While we do not agree that a taxpayer, to suit his convenience, can freely avoid the consequences of his agreement by showing that the "economic realities" were otherwise, we have no quarrel with those cases which accord such an option to the Commissioner. See, e.g., Schulz v. Commissioner, 9 Cir. 1961, 294 F.2d 52, 56; Lemery v. Commissioner, 9 Cir., 1971, 451 F.2d 173. The parties are free to make their own agreement. The Commissioner, on the other hand, has to deal with the apparent agreement he is faced with. It does not seem unfair that he should be less strictly bound to its bona fides than are the parties themselves.

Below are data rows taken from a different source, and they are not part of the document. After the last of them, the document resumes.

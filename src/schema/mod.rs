//! Schema metadata: declarative tags, column definitions and extraction.
//!
//! # Structure
//!
//! - `data_type`: the closed set of column storage types
//! - `tags`: table and column tags, validated at construction
//! - `definition`: resolved column definitions (and SeaQuery mapping)
//! - `extract`: descriptor → [`TableMetadata`]
//! - `metadata`: immutable per-type metadata with O(1) lookups

pub mod data_type;
pub mod definition;
pub mod extract;
pub mod metadata;
pub mod tags;
mod type_mapping;

pub use data_type::DataType;
pub use definition::ColumnDefinition;
pub use extract::{extract, RecordDescriptor};
pub use metadata::TableMetadata;
pub use tags::{ColumnTag, ColumnTagBuilder, TableTag};
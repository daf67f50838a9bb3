//! Concurrent lookups against one registry.

mod common;

use common::{Person, Sample};
use std::sync::Arc;
use std::thread;
use tidemark::{TideError, TypeRegistry};

#[test]
fn test_concurrent_lookups_see_one_metadata() {
    let registry = TypeRegistry::new();
    let person = registry.register::<Person>().unwrap();
    let sample = registry.register::<Sample>().unwrap();

    thread::scope(|scope| {
        for _ in 0..8 {
            scope.spawn(|| {
                for _ in 0..1_000 {
                    assert!(Arc::ptr_eq(&registry.lookup::<Person>().unwrap(), &person));
                    assert!(Arc::ptr_eq(&registry.lookup::<Sample>().unwrap(), &sample));
                }
            });
        }
    });
    assert_eq!(registry.len().unwrap(), 2);
}

#[test]
fn test_concurrent_registration_has_one_winner() {
    let registry = TypeRegistry::new();
    let results: Vec<Result<_, TideError>> = thread::scope(|scope| {
        let handles: Vec<_> = (0..8)
            .map(|_| scope.spawn(|| registry.register::<Person>()))
            .collect();
        handles.into_iter().map(|h| h.join().unwrap()).collect()
    });
    assert_eq!(results.iter().filter(|r| r.is_ok()).count(), 1);
    assert!(results
        .iter()
        .filter_map(|r| r.as_ref().err())
        .all(|e| matches!(e, TideError::AlreadyRegistered { .. })));
}

#[test]
fn test_shared_registry_across_threads() {
    let registry = Arc::new(TypeRegistry::new());
    registry.register::<Person>().unwrap();
    let handles: Vec<_> = (0..4)
        .map(|_| {
            let registry = Arc::clone(&registry);
            thread::spawn(move || registry.table_name::<Person>().unwrap())
        })
        .collect();
    for handle in handles {
        assert_eq!(handle.join().unwrap(), "person");
    }
}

Although the Commissioner is content in this particular case with the Leslie Ray rule, he urges us to adopt, for all cases where a party seeks to contradict its written agreement, the more stringent "Danielson rule" of the Third Circuit. Danielson holds that when the agreement of the parties specifically allocates a part of the purchase price to a covenant not to compete, the parties cannot, absent fraud, mistake, or duress, adduce parol evidence to support tax treatment inconsistent with the terms of the agreement. Commissioner v. Danielson, 3 Cir., 1967, 378 F.2d 771, cert. denied 389 U.S. 858, 88 S.Ct. 94, 19 L.Ed. 2d 123. While at its core Danielson, like Leslie Ray, is a rule of intent, we presently see no reason for pushing to the extreme of that rule, or indeed, in determining the degree of difference. Perhaps if a taxpayer can show an ancillary agreement to support his tax treatment, then the sales agreement should not be binding. At any rate, we are not faced with that situation.


Applying Leslie Ray to the present case it is obvious that we must affirm the Tax Court's result. We may acquiesce in taxpayer's contention that so long as it received its total figure it was a matter of indifference to it (having apparently, not thought of the tax consequences) how it was apportioned, and that the actual division was to meet some special problem of the buyer. This does not mean that the apportionment was not agreed to.